TASK PROMPT:
Every line of the entries below that mentions "Value" is to be copied out.

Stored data

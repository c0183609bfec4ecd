use serde::{Deserialize, Serialize};
use serde_json::Value;

#[derive(Debug, Clone)]
pub(crate) struct OpenAiConfig {
    pub(crate) base_url: String,
    pub(crate) chat_path: String,
    pub(crate) api_key: String,
    pub(crate) timeout_secs: u64,
}

#[derive(Debug, Clone, Serialize, Deserialize, PartialEq)]
pub(crate) struct ChatMessage {
    pub(crate) role: String,
    #[serde(default)]
    pub(crate) content: Option<String>,
    #[serde(default, skip_serializing_if = "Option::is_none")]
    pub(crate) tool_calls: Option<Vec<ToolCall>>,
    #[serde(default, skip_serializing_if = "Option::is_none")]
    pub(crate) tool_call_id: Option<String>,
}

impl ChatMessage {
    pub(crate) fn system(content: impl Into<String>) -> Self {
        Self::with_role("system", content)
    }

    pub(crate) fn user(content: impl Into<String>) -> Self {
        Self::with_role("user", content)
    }

    #[cfg(test)]
    pub(crate) fn assistant(content: impl Into<String>) -> Self {
        Self::with_role("assistant", content)
    }

    pub(crate) fn tool(tool_call_id: impl Into<String>, content: impl Into<String>) -> Self {
        Self {
            role: "tool".to_string(),
            content: Some(content.into()),
            tool_calls: None,
            tool_call_id: Some(tool_call_id.into()),
        }
    }

    fn with_role(role: &str, content: impl Into<String>) -> Self {
        Self {
            role: role.to_string(),
            content: Some(content.into()),
            tool_calls: None,
            tool_call_id: None,
        }
    }

    pub(crate) fn text(&self) -> &str {
        self.content.as_deref().unwrap_or("")
    }

    pub(crate) fn has_tool_calls(&self) -> bool {
        self.tool_calls.as_ref().is_some_and(|calls| !calls.is_empty())
    }
}

#[derive(Debug, Clone, Serialize, Deserialize, PartialEq)]
pub(crate) struct ToolCall {
    pub(crate) id: String,
    #[serde(rename = "type")]
    pub(crate) call_type: String,
    pub(crate) function: FunctionCall,
}

#[derive(Debug, Clone, Serialize, Deserialize, PartialEq)]
pub(crate) struct FunctionCall {
    pub(crate) name: String,
    pub(crate) arguments: String,
}

#[derive(Debug, Clone, Serialize, Deserialize)]
pub(crate) struct ToolDefinition {
    #[serde(rename = "type")]
    pub(crate) tool_type: String,
    pub(crate) function: ToolFunction,
}

#[derive(Debug, Clone, Serialize, Deserialize)]
pub(crate) struct ToolFunction {
    pub(crate) name: String,
    pub(crate) description: String,
    pub(crate) parameters: Value,
}

#[derive(Debug, Clone, Serialize)]
pub(crate) struct ChatRequest {
    pub(crate) model: String,
    pub(crate) messages: Vec<ChatMessage>,
    #[serde(skip_serializing_if = "Vec::is_empty")]
    pub(crate) tools: Vec<ToolDefinition>,
    #[serde(skip_serializing_if = "Option::is_none")]
    pub(crate) response_format: Option<Value>,
    #[serde(skip_serializing_if = "Option::is_none")]
    pub(crate) web_search_options: Option<Value>,
}

impl ChatRequest {
    pub(crate) fn new(model: impl Into<String>, messages: Vec<ChatMessage>) -> Self {
        Self {
            model: model.into(),
            messages,
            tools: Vec::new(),
            response_format: None,
            web_search_options: None,
        }
    }

    pub(crate) fn with_tools(mut self, tools: Vec<ToolDefinition>) -> Self {
        self.tools = tools;
        self
    }

    /// Strict structured output; the reply content must match `schema`.
    pub(crate) fn with_json_schema(mut self, name: &str, schema: Value) -> Self {
        self.response_format = Some(serde_json::json!({
            "type": "json_schema",
            "json_schema": {
                "name": name,
                "strict": true,
                "schema": schema,
            }
        }));
        self
    }

    pub(crate) fn with_web_search(mut self) -> Self {
        self.web_search_options = Some(serde_json::json!({}));
        self
    }
}

#[derive(Debug, Clone, Deserialize)]
pub(crate) struct ChatCompletion {
    #[serde(default)]
    pub(crate) id: String,
    #[serde(default)]
    pub(crate) choices: Vec<ChatChoice>,
}

#[derive(Debug, Clone, Deserialize)]
pub(crate) struct ChatChoice {
    pub(crate) message: ChatMessage,
    #[serde(default)]
    pub(crate) finish_reason: Option<String>,
}

impl ChatCompletion {
    pub(crate) fn first_message(self) -> anyhow::Result<ChatMessage> {
        match self.choices.into_iter().next() {
            Some(choice) => Ok(choice.message),
            None => anyhow::bail!("completion {} returned no choices", self.id),
        }
    }
}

ANSWER BOX:
use serde_json::Value;
    pub(crate) parameters: Value,
    pub(crate) response_format: Option<Value>,
    pub(crate) web_search_options: Option<Value>,
    pub(crate) fn with_json_schema(mut self, name: &str, schema: Value) -> Self {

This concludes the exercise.